Майкл заинтересовался.
— А можно вас спросить, сэр, во что вы сами верите?
— Верю в то, во что отцы наши верили. А теперь люди слишком многого ждут от жизни; им неинтересно просто жить.
«Неинтересно просто жить!» Эти слова показались Майклу знаменательными. Не вскрывали ли они сущность всех современных исканий?
Последняя ночь, последний поцелуй и тягостная поездка в автомобиле Сомса в порт. Майкл один их провожал. Хмурая пристань, серая река; возня с багажом, давка на катере. Мучительная процедура! Мучительная даже для Флер, как показалось Майклу. Последние бесконечные минуты на пароходе. Сомс, изучающий новую обстановку. Дурацкая улыбка, сводящая скулы; плоские шутки. И этот момент, когда Флер прижалась к нему и крепко его поцеловала.
— Прощай, Майкл! Мы расстаемся ненадолго.
— Прощай, дорогая! Береги себя. Я буду сообщать тебе все новости. Не беспокойся о Ките.
Зубы его стиснуты; у нее — он это видел — на глазах слезы.
И еще раз:
— Прощай!
— Прощай!
Опять на катере, серая полоса воды ширится, ширится между ним и бортом парохода, и высоко над поручнями лица, лица... Лицо Флер под светло-коричневой шляпкой; она машет рукой. А левее «Старый Форсайт», один, — отошел в сторонку, чтобы не мешать им проститься, — длиннолицый, седоусый, неподвижный; нахохлился, одинокий, как птица, залетевшая в неведомые края и с тоской озирающаяся на покинутый берег. Они делались все меньше и меньше, расплылись, исчезли.

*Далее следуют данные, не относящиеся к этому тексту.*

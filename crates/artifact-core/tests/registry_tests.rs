use artifact_core::{
    ArtifactInfo, GeometryHandle, ObjectId, Registry, SceneError, SceneObject,
};
use glam::Vec3;

fn object(id: u32, x: f32) -> SceneObject {
    SceneObject::new(
        ObjectId(id),
        GeometryHandle(0),
        Vec3::new(x, 0.0, 0.0),
        ArtifactInfo {
            title: format!("Artifact {id}"),
            description: format!("Description {id}"),
        },
    )
}

#[test]
fn objects_keep_registration_order() {
    let mut registry = Registry::new();
    for (id, x) in [(9, 0.0), (2, 1.0), (5, 2.0)] {
        registry.register(object(id, x)).unwrap();
    }
    let ids: Vec<u32> = registry.all().iter().map(|o| o.id.0).collect();
    assert_eq!(ids, vec![9, 2, 5]);
    assert_eq!(registry.index_of(ObjectId(2)), Some(1));
    assert_eq!(registry.len(), 3);
}

#[test]
fn duplicate_id_is_a_configuration_error() {
    let mut registry = Registry::new();
    registry.register(object(1, 0.0)).unwrap();
    let err = registry.register(object(1, 3.0)).unwrap_err();
    assert!(matches!(err, SceneError::Configuration(_)));
    assert_eq!(registry.len(), 1);
}

#[test]
fn invalid_base_scale_is_rejected() {
    let mut registry = Registry::new();
    let zero = object(1, 0.0).with_base_scale(Vec3::new(1.0, 0.0, 1.0));
    assert!(matches!(
        registry.register(zero),
        Err(SceneError::Configuration(_))
    ));
    let nan = object(2, 0.0).with_base_scale(Vec3::splat(f32::NAN));
    assert!(matches!(
        registry.register(nan),
        Err(SceneError::Configuration(_))
    ));
    assert!(registry.is_empty());
}

#[test]
fn sealed_registry_refuses_new_objects() {
    let mut registry = Registry::new();
    registry.register(object(1, 0.0)).unwrap();
    registry.seal();
    assert!(registry.is_sealed());
    assert!(matches!(
        registry.register(object(2, 1.0)),
        Err(SceneError::Configuration(_))
    ));
    assert_eq!(registry.len(), 1);
}

#[test]
fn lookup_of_unknown_id_is_not_found() {
    let mut registry = Registry::new();
    registry.register(object(1, 0.0)).unwrap();
    assert_eq!(registry.get(ObjectId(1)).unwrap().info.title, "Artifact 1");
    assert_eq!(
        registry.get(ObjectId(42)).unwrap_err(),
        SceneError::NotFound(ObjectId(42))
    );
    assert!(!registry.contains(ObjectId(42)));
}

#[test]
fn world_matrix_applies_group_rotation() {
    let mut registry = Registry::new();
    registry.register(object(1, 2.0)).unwrap();
    registry.set_group_rotation(Vec3::new(0.0, std::f32::consts::FRAC_PI_2, 0.0));
    let obj = &registry.all()[0];
    let p = registry.world_matrix(obj).transform_point3(Vec3::ZERO);
    // +X rotated a quarter turn about Y lands on -Z
    assert!(p.x.abs() < 1e-5);
    assert!((p.z + 2.0).abs() < 1e-5);
}

#[test]
fn error_messages_name_the_id() {
    let msg = SceneError::NotFound(ObjectId(7)).to_string();
    assert!(msg.contains("#7"), "{msg}");
}
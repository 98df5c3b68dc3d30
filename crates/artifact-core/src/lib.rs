pub mod animation;
pub mod camera;
pub mod constants;
pub mod error;
pub mod geometry;
pub mod input;
pub mod interaction;
pub mod picker;
pub mod registry;
pub mod scene;

pub use animation::*;
pub use camera::*;
pub use constants::*;
pub use error::*;
pub use geometry::*;
pub use input::*;
pub use interaction::*;
pub use picker::*;
pub use registry::*;
pub use scene::*;

// Wireframe/point shader shared by the web renderer
pub static SCENE_WGSL: &str = include_str!("../shaders/scene.wgsl");
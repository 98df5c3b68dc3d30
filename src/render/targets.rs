use super::helpers;

/// Depth attachment sized to the swapchain; recreated on resize.
pub(crate) struct DepthTarget {
    pub(crate) tex: wgpu::Texture,
    pub(crate) view: wgpu::TextureView,
}

impl DepthTarget {
    pub(crate) fn new(device: &wgpu::Device, width: u32, height: u32) -> Self {
        let (tex, view) = helpers::create_depth_texture(device, "depth_tex", width, height);
        Self { tex, view }
    }

    pub(crate) fn recreate(&mut self, device: &wgpu::Device, width: u32, height: u32) {
        self.tex.destroy();
        (self.tex, self.view) = helpers::create_depth_texture(device, "depth_tex", width, height);
    }
}
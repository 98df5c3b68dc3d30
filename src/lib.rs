#![cfg(target_arch = "wasm32")]
use artifact_core::{
    build_scene, AnimationLoop, Camera, CameraParams, GeometryLibrary, InputQueue, MotionParams,
    ParticleField, ParticleParams, DEFAULT_PROJECTS,
};
use rand::rngs::StdRng;
use rand::SeedableRng;
use std::cell::RefCell;
use std::rc::Rc;
use wasm_bindgen::prelude::*;
use wasm_bindgen::JsCast;
use wasm_bindgen_futures::spawn_local;
use web_sys as web;

mod callback;
mod constants;
mod dom;
mod events;
mod frame;
mod input;
mod modal;
mod render;
mod ui;

pub use ui::on_artifact_select;

fn wire_canvas_resize(canvas: &web::HtmlCanvasElement) {
    dom::sync_canvas_backing_size(canvas);
    let canvas_resize = canvas.clone();
    let resize_closure = Closure::wrap(Box::new(move || {
        dom::sync_canvas_backing_size(&canvas_resize);
    }) as Box<dyn FnMut()>);
    if let Some(window) = web::window() {
        _ = window
            .add_event_listener_with_callback("resize", resize_closure.as_ref().unchecked_ref());
    }
    resize_closure.forget();
}

fn wire_modal_close(document: &web::Document) {
    let doc = document.clone();
    dom::add_click_listener(document, constants::MODAL_CLOSE_ID, move || {
        modal::hide(&doc);
    });
    events::wire_modal_dismiss(document);
}

#[wasm_bindgen(start)]
pub fn start() -> Result<(), JsValue> {
    console_error_panic_hook::set_once();
    console_log::init_with_level(log::Level::Info).ok();
    log::info!("artifact-web starting");

    spawn_local(async move {
        if let Err(e) = init().await {
            log::error!("init error: {:?}", e);
        }
    });
    Ok(())
}

async fn init() -> anyhow::Result<()> {
    let window = web::window().ok_or_else(|| anyhow::anyhow!("no window"))?;
    let document = window
        .document()
        .ok_or_else(|| anyhow::anyhow!("no document"))?;
    let canvas = dom::canvas_by_id(&document, constants::CANVAS_ID)?;

    // Maintain canvas internal pixel size to match CSS size * devicePixelRatio
    wire_canvas_resize(&canvas);

    // Registry problems are fatal: surface them before any frame runs
    let mut geometry = GeometryLibrary::new();
    let registry = build_scene(DEFAULT_PROJECTS, &mut geometry)?;
    let particles = ParticleField::generate(&ParticleParams::default(), &mut StdRng::from_entropy());
    log::info!(
        "[init] {} artifacts, {} particles",
        registry.len(),
        particles.positions.len()
    );

    let gpu = frame::init_gpu(&canvas, &geometry, &particles).await;
    if gpu.is_none() {
        log::warn!("[init] running without a renderer; interaction still updates");
    }

    let camera = Camera::new(&CameraParams::default(), canvas.width(), canvas.height());
    let scene = AnimationLoop::new(registry, geometry, particles, MotionParams::default());

    // Input shared between DOM listeners and the frame loop
    let queue = Rc::new(RefCell::new(InputQueue::default()));
    events::wire_input_handlers(events::InputWiring {
        canvas: canvas.clone(),
        queue: queue.clone(),
    });
    wire_modal_close(&document);

    let frame_ctx = Rc::new(RefCell::new(frame::FrameContext {
        scene,
        camera,
        input: queue,
        canvas,
        document: document.clone(),
        sink: ui::ModalSink::new(document),
        gpu,
        clock: frame::FrameClock::new(),
        hovering: false,
    }));
    // Start RAF loop
    frame::start_loop(frame_ctx);

    Ok(())
}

Возвращаясь в Вестминстер, Майкл курил одну папиросу за другой и снова перечитывал все ту же фразу в газете:
«Ограбление в Хайгете, грабитель скрылся».
Он отправился прямо в палату общин. В течение нескольких часов он сидел, слушая прения по какому-то биллю о просвещении и изредка понимая два-три слова. Какие у него шансы добиться чего-нибудь здесь, в этой палате, где люди по-прежнему мирно беседуют и спорят, словно Англия осталась Англией 1906 года, и где о нем, Майкле, сложилось такое мнение: «Симпатичный, но сумасбродный молодой человек!» Национальное единство, национальный подъем — как бы не так, кому это нужно! Ломиться в дверь, которую все считают нужным открыть, но в которую не пролезть никому. А между ним оратором все ширилась серая полоса воды; лицо под светло-коричневой шляпой сливалось с лицом депутата Уошбэзона; между двух лейбористов вдруг возникло лицо «Старого Форсайта» над поручнями; и все лица сливались в сплошной туман над серой рекой, где носились чайки.
При выходе он увидел лицо более реальное — Мак-Гаун! Ну и свиреп! Впрочем, неверно. Никому эта история не дала ничего хорошего. Multum ex p. arvo, parvum ex multo! Вот в чем комедия наших дней.
Он решил зайти домой взглянуть на Кита и послать Флер радиотелеграмму. По дороге он увидел четырех музыкантов, с остервенением игравших на разных инструментах. Все здоровые, крепкие, все обтрепанные. «О черт! подумал Майкл, — этого я помню — он был в моей роте, во Франции!» Он подождал, пока тот перестал раздувать щеки. Ну конечно! И хороший был малый. Впрочем, все они были хорошими малыми, прямо чудеса творили! А теперь вот что с ними стало. И он чуть было их не покинул! У каждого свое лекарство, какое лучше — неизвестно, но держаться своего нужно. И если будущее темно и судьба скалит зубы — ну что ж, пусть ее скалит!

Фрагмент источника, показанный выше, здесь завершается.